[Stored data entries]

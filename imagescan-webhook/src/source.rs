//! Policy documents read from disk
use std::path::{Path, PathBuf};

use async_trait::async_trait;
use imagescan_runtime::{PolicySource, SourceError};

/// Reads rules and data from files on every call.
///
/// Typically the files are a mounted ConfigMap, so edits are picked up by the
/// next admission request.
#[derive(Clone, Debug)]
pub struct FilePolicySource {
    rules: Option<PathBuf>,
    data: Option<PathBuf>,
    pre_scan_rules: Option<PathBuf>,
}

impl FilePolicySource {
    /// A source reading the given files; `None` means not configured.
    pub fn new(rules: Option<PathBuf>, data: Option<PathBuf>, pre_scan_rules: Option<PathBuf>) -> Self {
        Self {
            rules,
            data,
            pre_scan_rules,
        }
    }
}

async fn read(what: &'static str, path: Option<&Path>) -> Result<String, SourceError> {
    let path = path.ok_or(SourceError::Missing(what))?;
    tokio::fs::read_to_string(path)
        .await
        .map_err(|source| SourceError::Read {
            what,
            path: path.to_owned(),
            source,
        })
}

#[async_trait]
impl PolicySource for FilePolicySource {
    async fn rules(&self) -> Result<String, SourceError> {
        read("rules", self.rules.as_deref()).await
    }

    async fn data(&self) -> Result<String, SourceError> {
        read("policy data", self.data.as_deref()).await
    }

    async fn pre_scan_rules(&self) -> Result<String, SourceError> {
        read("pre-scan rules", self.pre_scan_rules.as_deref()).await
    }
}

### WHAT YOU NEED TO DO
Copy exactly the line containing "async fn data(&self)" and each line after it through the end of the records above.

### EXERCISE RESULT
    async fn data(&self) -> Result<String, SourceError> {
        read("policy data", self.data.as_deref()).await
    }

    async fn pre_scan_rules(&self) -> Result<String, SourceError> {
        read("pre-scan rules", self.pre_scan_rules.as_deref()).await
    }
}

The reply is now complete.